One book and one Treatise
The jurisprudence of Texas is in many respects different from that of any other country. It is a resultant of the combined forces of the Civil and Common law. For centuries these two great systems of jurisprudence have controlled the governments of Southern and Western Europe, the Civil law having its sway over the Latin, and the Common law, over the Anglo-Saxon and kindred peoples. In connection with them in their several jurisdictions has grown up the splendid civilization of Europe. As these several European nations established their colonies in the New World each colony brought with it the traditions, habits, and character of its parent state; and these influences of the Old World determined, to a large extent, the character of the several social and governmental institutions of the New.
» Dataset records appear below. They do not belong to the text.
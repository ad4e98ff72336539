//! Month and category aggregation.
//!
//! [`aggregate()`] folds every row through the normalizer into two keyed
//! accumulators (calendar month, category name) plus dataset totals. It is a
//! pure function of its inputs: the dashboard recomputes from scratch on
//! every change and two calls over the same rows give identical output.

use std::collections::BTreeMap;

use serde::Serialize;

use crate::{
    normalize::{MonthBucket, NormalizedRow, normalize},
    palette::{Color, assign_colors},
    roles::RoleKeys,
    value::Row,
};

#[derive(Debug, Clone, PartialEq, Serialize)]
pub struct MonthlyAggregate {
    pub month_label: String,
    pub sort_key: i32,
    pub revenue: f64,
    pub expenses: f64,
    pub profit: f64,
}

#[derive(Debug, Clone, PartialEq, Serialize)]
pub struct CategoryAggregate {
    pub name: String,
    pub revenue: f64,
    pub expenses: f64,
    pub profit: f64,
    pub margin_percent: f64,
    pub color: Color,
}

impl CategoryAggregate {
    pub fn named(name: impl Into<String>) -> Self {
        Self {
            name: name.into(),
            revenue: 0.0,
            expenses: 0.0,
            profit: 0.0,
            margin_percent: 0.0,
            color: Color::default(),
        }
    }
}

#[derive(Debug, Clone, PartialEq, Serialize)]
pub struct Totals {
    pub row_count: usize,
    pub revenue: f64,
    pub expenses: f64,
    pub profit: f64,
    pub margin_percent: f64,
}

#[derive(Debug, Clone, PartialEq, Serialize)]
pub struct Aggregates {
    /// Ascending by `sort_key`; the unknown bucket, if any, comes first.
    pub monthly: Vec<MonthlyAggregate>,
    /// Ascending by name, colors assigned in that order.
    pub categories: Vec<CategoryAggregate>,
    pub totals: Totals,
}

/// `100 * profit / revenue`, or zero when there is no positive revenue.
pub fn margin_percent(revenue: f64, profit: f64) -> f64 {
    if revenue > 0.0 {
        100.0 * profit / revenue
    } else {
        0.0
    }
}

/// Aggregates `rows` under `keys`. Returns `None` for an empty row set,
/// which callers present as "no data" rather than as empty charts.
pub fn aggregate<'a, I>(rows: I, keys: &RoleKeys) -> Option<Aggregates>
where
    I: IntoIterator<Item = &'a Row>,
{
    let mut accumulator = Accumulator::default();
    for row in rows {
        accumulator.ingest(normalize(row, keys));
    }
    accumulator.finish()
}

#[derive(Debug, Default)]
struct Sums {
    revenue: f64,
    expenses: f64,
    profit: f64,
}

impl Sums {
    fn add(&mut self, row: &NormalizedRow) {
        self.revenue += row.revenue;
        self.expenses += row.expense;
        self.profit += row.profit;
    }
}

#[derive(Debug, Default)]
struct Accumulator {
    row_count: usize,
    totals: Sums,
    months: BTreeMap<i32, (String, Sums)>,
    categories: BTreeMap<String, Sums>,
}

impl Accumulator {
    fn ingest(&mut self, row: NormalizedRow) {
        self.row_count += 1;
        self.totals.add(&row);
        let MonthBucket { label, sort_key } = row.month.clone();
        self.months
            .entry(sort_key)
            .or_insert_with(|| (label, Sums::default()))
            .1
            .add(&row);
        self.categories
            .entry(row.category.clone())
            .or_default()
            .add(&row);
    }

    fn finish(self) -> Option<Aggregates> {
        if self.row_count == 0 {
            return None;
        }

        // Keyed by sort key, so iteration is already chronological.
        let monthly = self
            .months
            .into_iter()
            .map(|(sort_key, (month_label, sums))| MonthlyAggregate {
                month_label,
                sort_key,
                revenue: sums.revenue,
                expenses: sums.expenses,
                profit: sums.profit,
            })
            .collect::<Vec<_>>();

        // BTreeMap iteration is already name-ascending.
        let mut categories = self
            .categories
            .into_iter()
            .map(|(name, sums)| CategoryAggregate {
                name,
                revenue: sums.revenue,
                expenses: sums.expenses,
                profit: sums.profit,
                margin_percent: margin_percent(sums.revenue, sums.profit),
                color: Color::default(),
            })
            .collect::<Vec<_>>();
        assign_colors(&mut categories);

        Some(Aggregates {
            monthly,
            categories,
            totals: Totals {
                row_count: self.row_count,
                revenue: self.totals.revenue,
                expenses: self.totals.expenses,
                profit: self.totals.profit,
                margin_percent: margin_percent(self.totals.revenue, self.totals.profit),
            },
        })
    }
}

#[cfg(test)]
mod tests {
    use super::*;
    use crate::{normalize::UNASSIGNED_CATEGORY, roles::infer_role_keys};

    #[test]
    fn empty_input_yields_no_aggregate() {
        assert!(aggregate(&Vec::<Row>::new(), &RoleKeys::default()).is_none());
    }

    #[test]
    fn margin_is_zero_without_positive_revenue() {
        assert_eq!(margin_percent(0.0, -5.0), 0.0);
        assert_eq!(margin_percent(-10.0, 5.0), 0.0);
        assert_eq!(margin_percent(50.0, -10.0), -20.0);
    }

    #[test]
    fn months_sort_chronologically_not_by_label() {
        let rows = vec![
            Row::new().with("date", "2024-03-01").with("revenue", 1.0),
            Row::new().with("date", "2023-12-01").with("revenue", 2.0),
            Row::new().with("date", "bad").with("revenue", 3.0),
            Row::new().with("date", "2024-01-15").with("revenue", 4.0),
        ];
        let keys = infer_role_keys(&rows[0]);
        let aggregates = aggregate(&rows, &keys).unwrap();
        let labels = aggregates
            .monthly
            .iter()
            .map(|m| m.month_label.as_str())
            .collect::<Vec<_>>();
        assert_eq!(labels, vec!["Unknown", "Dec 23", "Jan 24", "Mar 24"]);
    }

    #[test]
    fn same_month_a_century_apart_stays_separate() {
        let rows = vec![
            Row::new().with("date", "2024-01-10").with("revenue", 1.0),
            Row::new().with("date", "1924-01-10").with("revenue", 2.0),
        ];
        let keys = infer_role_keys(&rows[0]);
        let aggregates = aggregate(&rows, &keys).unwrap();
        let months = aggregates
            .monthly
            .iter()
            .map(|m| (m.month_label.as_str(), m.sort_key, m.revenue))
            .collect::<Vec<_>>();
        assert_eq!(months, vec![("Jan 24", 192_400, 2.0), ("Jan 24", 202_400, 1.0)]);
    }

    #[test]
    fn rows_without_category_column_are_unassigned() {
        let rows = vec![
            Row::new().with("dept", "Ops").with("sales", 10.0).with("cost", 4.0),
            Row::new().with("sales", 5.0).with("cost", 1.0),
        ];
        let keys = infer_role_keys(&rows[0]);
        let aggregates = aggregate(&rows, &keys).unwrap();
        let names = aggregates
            .categories
            .iter()
            .map(|c| c.name.as_str())
            .collect::<Vec<_>>();
        assert_eq!(names, vec!["Ops", UNASSIGNED_CATEGORY]);
        let unassigned = &aggregates.categories[1];
        assert_eq!(unassigned.revenue, 5.0);
        assert_eq!(unassigned.expenses, 1.0);
        assert_eq!(aggregates.totals.revenue, 15.0);
        assert_eq!(aggregates.totals.row_count, 2);
    }
}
England was a Common law country, and in all her colonies, that system was the base of colonial jurisprudence. Spain held most rigidly to the ancient Roman or Civil law and that system was the base of the jurisprudence of all her American dependencies. Neither system could be transplanted intact. The natural and social conditions in the two hemispheres were too different, and each code of laws received characteristic modifications, first by those in authority in Europe, and subsequently by the colonists and their descendants. The respective characteristics of the English and Spanish peoples manifested themselves here and the changes in the English Common law by the Anglo-Americans were much greater and more fundamental than those wrought by the Spanish-Americans in the Spanish Civil law.
Texas furnished a meeting place and battle ground for these two peoples and their institutions.